Work through the listing below, copying each line that carries the word "server".

-- Opening Marker --

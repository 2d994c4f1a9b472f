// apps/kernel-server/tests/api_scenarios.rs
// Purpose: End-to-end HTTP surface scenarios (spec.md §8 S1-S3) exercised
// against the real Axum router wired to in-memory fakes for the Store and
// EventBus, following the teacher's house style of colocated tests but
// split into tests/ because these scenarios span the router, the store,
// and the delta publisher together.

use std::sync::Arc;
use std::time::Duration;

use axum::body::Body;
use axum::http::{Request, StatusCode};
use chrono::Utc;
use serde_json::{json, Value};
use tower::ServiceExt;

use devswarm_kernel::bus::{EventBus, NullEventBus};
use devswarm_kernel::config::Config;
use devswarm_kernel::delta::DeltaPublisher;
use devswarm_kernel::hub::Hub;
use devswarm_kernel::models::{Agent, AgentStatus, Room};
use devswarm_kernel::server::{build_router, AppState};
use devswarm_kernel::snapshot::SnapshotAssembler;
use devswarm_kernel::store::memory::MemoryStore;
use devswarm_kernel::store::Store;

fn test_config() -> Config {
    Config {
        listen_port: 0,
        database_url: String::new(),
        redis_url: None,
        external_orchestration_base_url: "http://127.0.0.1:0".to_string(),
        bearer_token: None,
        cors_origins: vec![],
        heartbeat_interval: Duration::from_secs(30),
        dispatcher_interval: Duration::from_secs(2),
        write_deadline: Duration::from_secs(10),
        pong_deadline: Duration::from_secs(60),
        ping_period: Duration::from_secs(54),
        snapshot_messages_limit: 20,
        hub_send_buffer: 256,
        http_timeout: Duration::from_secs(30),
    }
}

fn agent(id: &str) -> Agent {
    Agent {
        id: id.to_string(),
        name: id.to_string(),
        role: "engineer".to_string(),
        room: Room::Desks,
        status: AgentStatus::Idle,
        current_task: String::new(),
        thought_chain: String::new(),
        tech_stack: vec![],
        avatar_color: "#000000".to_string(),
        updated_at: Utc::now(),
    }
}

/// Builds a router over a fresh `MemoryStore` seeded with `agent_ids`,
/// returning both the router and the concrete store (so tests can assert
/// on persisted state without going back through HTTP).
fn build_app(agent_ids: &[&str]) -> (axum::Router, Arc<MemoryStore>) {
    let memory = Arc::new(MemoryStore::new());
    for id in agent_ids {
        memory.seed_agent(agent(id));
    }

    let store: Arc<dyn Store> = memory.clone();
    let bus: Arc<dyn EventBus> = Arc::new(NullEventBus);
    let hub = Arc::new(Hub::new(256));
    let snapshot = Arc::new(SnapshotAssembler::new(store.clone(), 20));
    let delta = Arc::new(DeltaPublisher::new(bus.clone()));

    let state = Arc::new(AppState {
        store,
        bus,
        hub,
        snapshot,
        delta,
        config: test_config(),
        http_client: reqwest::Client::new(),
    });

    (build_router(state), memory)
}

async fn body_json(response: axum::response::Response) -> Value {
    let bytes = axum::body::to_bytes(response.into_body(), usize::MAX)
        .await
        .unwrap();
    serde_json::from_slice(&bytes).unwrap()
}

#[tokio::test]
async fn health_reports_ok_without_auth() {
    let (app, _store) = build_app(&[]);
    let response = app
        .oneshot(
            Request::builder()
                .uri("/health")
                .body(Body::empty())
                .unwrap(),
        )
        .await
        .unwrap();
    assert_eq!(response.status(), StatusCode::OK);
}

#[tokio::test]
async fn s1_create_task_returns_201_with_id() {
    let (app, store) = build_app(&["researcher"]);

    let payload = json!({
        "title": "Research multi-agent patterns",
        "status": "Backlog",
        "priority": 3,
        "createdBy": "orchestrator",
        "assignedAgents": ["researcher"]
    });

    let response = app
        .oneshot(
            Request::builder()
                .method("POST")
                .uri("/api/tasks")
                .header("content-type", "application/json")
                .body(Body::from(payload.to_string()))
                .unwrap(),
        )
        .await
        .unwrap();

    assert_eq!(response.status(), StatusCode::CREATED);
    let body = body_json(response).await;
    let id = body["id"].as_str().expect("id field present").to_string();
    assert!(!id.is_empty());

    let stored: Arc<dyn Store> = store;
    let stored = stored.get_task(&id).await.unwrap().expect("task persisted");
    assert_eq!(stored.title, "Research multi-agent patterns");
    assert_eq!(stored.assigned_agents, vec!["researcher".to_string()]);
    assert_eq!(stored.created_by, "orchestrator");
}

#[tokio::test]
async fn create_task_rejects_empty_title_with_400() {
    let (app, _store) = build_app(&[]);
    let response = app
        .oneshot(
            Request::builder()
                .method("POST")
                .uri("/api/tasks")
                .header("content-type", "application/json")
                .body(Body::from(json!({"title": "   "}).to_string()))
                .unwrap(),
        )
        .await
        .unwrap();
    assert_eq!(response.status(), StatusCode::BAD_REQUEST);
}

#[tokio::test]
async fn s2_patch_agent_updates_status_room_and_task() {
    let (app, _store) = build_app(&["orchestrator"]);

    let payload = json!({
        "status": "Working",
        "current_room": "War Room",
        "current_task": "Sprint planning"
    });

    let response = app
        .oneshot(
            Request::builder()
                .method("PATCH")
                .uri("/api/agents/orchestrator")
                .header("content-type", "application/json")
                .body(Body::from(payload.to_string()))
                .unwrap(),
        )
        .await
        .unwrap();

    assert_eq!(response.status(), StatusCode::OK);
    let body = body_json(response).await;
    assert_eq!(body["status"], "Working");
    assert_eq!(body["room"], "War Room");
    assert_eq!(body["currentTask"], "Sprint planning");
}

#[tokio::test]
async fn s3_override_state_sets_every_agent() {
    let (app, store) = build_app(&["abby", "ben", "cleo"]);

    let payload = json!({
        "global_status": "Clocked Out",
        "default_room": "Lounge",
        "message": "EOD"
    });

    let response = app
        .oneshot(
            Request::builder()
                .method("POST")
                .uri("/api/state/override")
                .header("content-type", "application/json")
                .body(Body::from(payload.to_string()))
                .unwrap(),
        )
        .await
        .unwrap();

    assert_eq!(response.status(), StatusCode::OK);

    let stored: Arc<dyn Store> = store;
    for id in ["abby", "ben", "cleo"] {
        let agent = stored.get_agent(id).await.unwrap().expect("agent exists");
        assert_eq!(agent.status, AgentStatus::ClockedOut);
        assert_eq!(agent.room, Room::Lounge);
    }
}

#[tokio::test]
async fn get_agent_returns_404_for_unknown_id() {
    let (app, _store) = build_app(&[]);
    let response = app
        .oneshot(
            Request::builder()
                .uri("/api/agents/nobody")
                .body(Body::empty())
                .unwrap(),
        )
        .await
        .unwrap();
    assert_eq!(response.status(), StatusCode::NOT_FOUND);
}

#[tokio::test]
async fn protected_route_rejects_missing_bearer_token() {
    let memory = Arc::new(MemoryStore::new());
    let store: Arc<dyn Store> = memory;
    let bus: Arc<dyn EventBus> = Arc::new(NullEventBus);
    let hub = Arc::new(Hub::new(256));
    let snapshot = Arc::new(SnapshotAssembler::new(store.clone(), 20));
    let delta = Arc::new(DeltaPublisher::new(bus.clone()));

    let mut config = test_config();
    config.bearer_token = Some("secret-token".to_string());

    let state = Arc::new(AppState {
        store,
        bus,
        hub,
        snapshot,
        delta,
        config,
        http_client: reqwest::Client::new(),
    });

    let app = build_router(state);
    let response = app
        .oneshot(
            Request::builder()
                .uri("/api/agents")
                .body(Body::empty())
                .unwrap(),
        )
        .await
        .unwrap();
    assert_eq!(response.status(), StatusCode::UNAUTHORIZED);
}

-- Closing Marker --

-- FINISHED TASK --
// apps/kernel-server/tests/api_scenarios.rs
use devswarm_kernel::server::{build_router, AppState};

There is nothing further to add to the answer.